Google Has Plans for New and Revamped Streaming-Music Services

Google Inc is planning new and revamped streaming-music services in coming weeks, searching for a way to stand out in an increasingly crowded field of rivals from Apple Inc and Inc to Spotify.

Nailing music is one way for Google to raise chances of continued success as people spend more time on mobile devices.

Google's YouTube service has become a low-profile titan in streaming through the popularity of music videos. Currently, videos must be chosen one track at a time. YouTube in coming weeks will launch new subscription and ad-supported YouTube music services able to play several tracks in a row, a person familiar with the plans said.

Google had been expected to launch the YouTube services by the end of summer and had offered few details.

Also coming soon: an update of Google's existing $10-a-month All Access subscription-music streaming service. The new version will incorporate technology acquired by Google with the purchase of Songza, a service known for its ability to recommend music, Jamie Rosenberg, Google's Vice President of Digital Content, said in an interview.

The variety of approaches risks confusing consumers, said Alex Luke, a venture capitalist at The Valley Fund, who has worked as an executive at music label EMI Music and was the director of music programming at Apple until 2011.

He argued that the winners in digital music would offer radio-style programs, downloads and let listeners put together their own playlists. (For a graphic of music sales, click here)

“The marketplace hasn’t found itself yet and you’re going to continue to see the big players like Apple and Google experiment,” Luke said. "The thing that Google and YouTube both have in their favor is these huge, active user bases."

The latest music push comes 16 months after Google launched its All Access subscription service. Industry observers say All Access has struggled to stand out and set Google into a markedly different business than the free, ad-supported services that have long underpinned its success.

Google’s All Access subscription music service likely draws between 500,000 and a few million users, said Mark Mulligan of research and consulting firm Midia Research. That puts it in the same ranks as rivals Rhapsody and Deezer, but behind Spotify, which has more than 10 million paying subscribers.

Apple has a Beats subscription streaming service, acquired with the Beats headphone line in May, and it has free iTunes radio, which analysts say has not been a breakout success. E-commerce giant Amazon launched its music service in June, providing streaming of a limited catalog of music to members of its $99-a-year Prime service.
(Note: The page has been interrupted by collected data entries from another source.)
//! Teaching Loop Controller
//!
//! Owns the lesson lifecycle (`Idle -> Selected -> Starting -> Running ->
//! Idle`) and the periodic tick that samples affect, adapts the lesson,
//! renders it and narrates it.
//!
//! Every tick runs as its own task, so a stalled affect sample never holds
//! up the timer. Ticks may overlap; the last one to render wins the status
//! line. Stopping the loop aborts any tick still in flight.

use crate::{
    adapter::adapt,
    affect::{AffectSample, AffectSource},
    error::LessonError,
    events::EventSink,
    subject::{ContentStore, Subject},
    voice::{NarrationDriver, SpeakOutcome},
};
use std::{sync::Arc, time::Duration};
use tokio::{
    sync::Mutex,
    task::{JoinHandle, JoinSet},
    time::{Instant, MissedTickBehavior},
};
use tokio_util::sync::{CancellationToken, DropGuard};
use tracing::{Instrument, debug, info, info_span, warn};

/// Default tick period.
pub const DEFAULT_TICK_INTERVAL: Duration = Duration::from_secs(3);

/// Lifecycle state reported by [`TeachingLoop::state`].
#[derive(Debug, Clone, Copy, PartialEq, Eq)]
pub enum LoopState {
    /// No subject chosen.
    Idle,
    /// Subject chosen, lesson not started.
    Selected,
    /// The affect source is being set up.
    Starting,
    /// Ticks are firing.
    Running,
}

#[derive(Debug, Clone)]
pub struct TeachingLoopConfig {
    pub tick_interval: Duration,
}

impl Default for TeachingLoopConfig {
    fn default() -> Self {
        Self {
            tick_interval: DEFAULT_TICK_INTERVAL,
        }
    }
}

/// Per-lesson progress, created by `start` and dropped by `stop`.
#[derive(Debug, Clone, PartialEq, Eq)]
pub struct LessonSession {
    pub subject: Subject,
    pub lesson_index: usize,
}

impl LessonSession {
    pub fn new(subject: Subject) -> Self {
        Self {
            subject,
            lesson_index: 0,
        }
    }
}

/// Cancellation handle for a running tick scheduler.
///
/// Dropping the handle cancels the scheduler; [`LoopHandle::shutdown`]
/// additionally waits until every in-flight tick has been torn down.
pub struct LoopHandle {
    cancel: CancellationToken,
    task: JoinHandle<()>,
    _guard: DropGuard,
}

impl LoopHandle {
    pub async fn shutdown(self) {
        self.cancel.cancel();
        if let Err(e) = self.task.await {
            if e.is_panic() {
                warn!(error = ?e, "Tick scheduler panicked");
            }
        }
    }
}

/// Collaborators shared by the controller and its tick tasks.
struct TickContext {
    content: Arc<ContentStore>,
    affect: Arc<dyn AffectSource>,
    narration: Arc<NarrationDriver>,
    events: EventSink,
}

enum Phase {
    Idle,
    Starting,
    Running {
        session: Arc<Mutex<LessonSession>>,
        handle: LoopHandle,
    },
}

struct Inner {
    subject: Option<Subject>,
    phase: Phase,
    /// Bumped by every `start` and `stop`, so a setup that finishes after
    /// a `stop` can tell it was superseded.
    generation: u64,
}

/// The adaptive teaching loop for one learner.
pub struct TeachingLoop {
    ctx: Arc<TickContext>,
    config: TeachingLoopConfig,
    inner: Mutex<Inner>,
}

impl TeachingLoop {
    pub fn new(
        config: TeachingLoopConfig,
        content: Arc<ContentStore>,
        affect: Arc<dyn AffectSource>,
        narration: Arc<NarrationDriver>,
        events: EventSink,
    ) -> Self {
        Self {
            ctx: Arc::new(TickContext {
                content,
                affect,
                narration,
                events,
            }),
            config,
            inner: Mutex::new(Inner {
                subject: None,
                phase: Phase::Idle,
                generation: 0,
            }),
        }
    }

    /// The narration driver, for routing engine completions.
    pub fn narration(&self) -> &Arc<NarrationDriver> {
        &self.ctx.narration
    }

    pub async fn state(&self) -> LoopState {
        let inner = self.inner.lock().await;
        match (&inner.phase, inner.subject) {
            (Phase::Running { .. }, _) => LoopState::Running,
            (Phase::Starting, _) => LoopState::Starting,
            (Phase::Idle, Some(_)) => LoopState::Selected,
            (Phase::Idle, None) => LoopState::Idle,
        }
    }

    pub async fn subject(&self) -> Option<Subject> {
        self.inner.lock().await.subject
    }

    /// Current lesson position, if a lesson is running.
    pub async fn lesson_index(&self) -> Option<usize> {
        let session = match &self.inner.lock().await.phase {
            Phase::Running { session, .. } => session.clone(),
            _ => return None,
        };
        let index = session.lock().await.lesson_index;
        Some(index)
    }

    /// Records the learner's subject choice.
    ///
    /// Rejected while a lesson is starting or running.
    pub async fn select_subject(&self, subject: Subject) -> Result<(), LessonError> {
        {
            let mut inner = self.inner.lock().await;
            if !matches!(inner.phase, Phase::Idle) {
                return Err(LessonError::AlreadyRunning);
            }
            inner.subject = Some(subject);
        }
        info!(%subject, "Subject selected");
        self.ctx
            .events
            .status(format!(
                "Selected: {}. Click Start Lesson.",
                subject.as_str().to_uppercase()
            ))
            .await;
        Ok(())
    }

    /// Prepares the affect source and starts ticking from lesson 0.
    ///
    /// Requires a prior [`TeachingLoop::select_subject`]. A setup failure
    /// leaves the loop in [`LoopState::Selected`] with a status message.
    pub async fn start(&self) -> Result<(), LessonError> {
        let (subject, generation) = {
            let mut inner = self.inner.lock().await;
            if !matches!(inner.phase, Phase::Idle) {
                return Err(LessonError::AlreadyRunning);
            }
            match inner.subject {
                Some(subject) => {
                    inner.phase = Phase::Starting;
                    inner.generation += 1;
                    (subject, inner.generation)
                }
                None => {
                    drop(inner);
                    warn!("Start requested with no subject selected");
                    self.ctx
                        .events
                        .status(LessonError::NoSubjectSelected.to_string())
                        .await;
                    return Err(LessonError::NoSubjectSelected);
                }
            }
        };

        info!(%subject, "Starting lesson");
        let prepared = self.ctx.affect.prepare(&self.ctx.events).await;

        let mut inner = self.inner.lock().await;
        if inner.generation != generation || !matches!(inner.phase, Phase::Starting) {
            drop(inner);
            info!(%subject, "Lesson stopped during setup");
            self.ctx.affect.release().await;
            return Err(LessonError::Interrupted);
        }

        if let Err(e) = prepared {
            inner.phase = Phase::Idle;
            drop(inner);
            warn!(%subject, reason = e.reason(), "Lesson setup failed");
            self.ctx.affect.release().await;
            self.ctx.events.status(e.to_string()).await;
            return Err(e.into());
        }

        let session = Arc::new(Mutex::new(LessonSession::new(subject)));
        let handle = spawn_ticker(
            self.ctx.clone(),
            session.clone(),
            self.config.tick_interval,
        );
        inner.phase = Phase::Running { session, handle };
        info!(%subject, tick_ms = self.config.tick_interval.as_millis() as u64, "Lesson running");
        Ok(())
    }

    /// Stops the lesson and returns to [`LoopState::Idle`].
    ///
    /// Safe from any state and idempotent: cancels the timer and any
    /// in-flight tick, cancels narration, and releases the affect source.
    pub async fn stop(&self) {
        let previous = {
            let mut inner = self.inner.lock().await;
            inner.generation += 1;
            inner.subject = None;
            std::mem::replace(&mut inner.phase, Phase::Idle)
        };

        let was_running = match previous {
            Phase::Running { handle, session } => {
                handle.shutdown().await;
                let session = session.lock().await;
                info!(subject = %session.subject, lesson_index = session.lesson_index, "Lesson stopped");
                true
            }
            Phase::Starting => {
                info!("Stop requested during setup");
                false
            }
            Phase::Idle => false,
        };

        self.ctx.narration.cancel().await;
        if was_running {
            self.ctx.affect.release().await;
        }
    }

    /// Navigates back to subject selection.
    pub async fn back(&self) {
        self.stop().await;
        self.ctx.events.lesson_text(String::new()).await;
        self.ctx.events.status("Waiting...").await;
    }
}

fn spawn_ticker(
    ctx: Arc<TickContext>,
    session: Arc<Mutex<LessonSession>>,
    period: Duration,
) -> LoopHandle {
    let cancel = CancellationToken::new();
    let token = cancel.clone();

    let task = tokio::spawn(
        async move {
            let mut interval = tokio::time::interval_at(Instant::now() + period, period);
            interval.set_missed_tick_behavior(MissedTickBehavior::Delay);
            let mut ticks = JoinSet::new();
            let mut tick_no: u64 = 0;

            loop {
                tokio::select! {
                    biased;
                    _ = token.cancelled() => break,
                    _ = interval.tick() => {
                        while ticks.try_join_next().is_some() {}
                        tick_no += 1;
                        let ctx = ctx.clone();
                        let session = session.clone();
                        ticks.spawn(
                            async move { run_tick(&ctx, &session).await }
                                .instrument(info_span!("tick", tick_no)),
                        );
                    }
                }
            }

            debug!(in_flight = ticks.len(), "Tick scheduler cancelled");
            ticks.shutdown().await;
        }
        .instrument(info_span!("teaching_loop")),
    );

    LoopHandle {
        cancel: cancel.clone(),
        task,
        _guard: cancel.drop_guard(),
    }
}

async fn run_tick(ctx: &TickContext, session: &Mutex<LessonSession>) {
    let sample = match ctx.affect.sample().await {
        Ok(sample) => sample,
        Err(e) => {
            warn!(error = ?e, "Affect sampling failed; treating as neutral");
            AffectSample::undetected()
        }
    };

    let (subject, lesson_index) = {
        let session = session.lock().await;
        (session.subject, session.lesson_index)
    };
    let plan = adapt(&ctx.content, subject, lesson_index, &sample);
    debug!(%subject, lesson_index, emotion = %sample.emotion, advance = plan.advance, "Tick");

    ctx.events
        .status(format!("Emotion: {}", sample.emotion))
        .await;
    ctx.events.lesson_text(plan.text.clone()).await;

    match ctx
        .narration
        .speak(&plan.text, sample.emotion, sample.age_group)
        .await
    {
        Ok(SpeakOutcome::Issued(_)) if plan.advance => {
            // Overlapping ticks that narrated the same lesson advance it once.
            let mut session = session.lock().await;
            session.lesson_index = session.lesson_index.max(lesson_index.saturating_add(1));
            debug!(lesson_index = session.lesson_index, "Lesson advanced");
        }
        Ok(_) => {}
        Err(e) => warn!(error = ?e, "Narration failed"),
    }
}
The U.S. music market is worth $7 billion but royalty and marketing expenditures mean most streaming music businesses currently lose money, according to estimates from Brian Zisk, executive producer of the SF MusicTech Summit.

Mulligan described Google's music service in a "holding pattern", arguing that Google should be at least as big as Spotify given Google's resources and existing user base.

Google’s Rosenberg acknowledged the service is not the market leader, but said Google was encouraged by what he called a "very healthy" portion of consumers who subscribed after a free one-month trial.

He saw no need to cut the $10 monthly subscription price.

“Is the bigger upside getting more people to try these services, or is the bigger upside dropping the price by a dollar or two?" he asked. "Right now we’re focused on creating broad awareness that the service exists." All Access is now available in 43 countries, he said.

To stand out, Google envisions a service "that extends seamlessly to your wearable device or to your car," and that's intelligent enough to play "the right music for the right moment," Rosenberg says.

Marc Ruxin, the Chief Operating Officer of Rdio, a competing, privately-held streaming service, said Google wanted to use music to keep its main service, search, top of mind.

“Google like any Internet company is in a war for attention, so they want as much user time on a daily basis that they can get,” he said.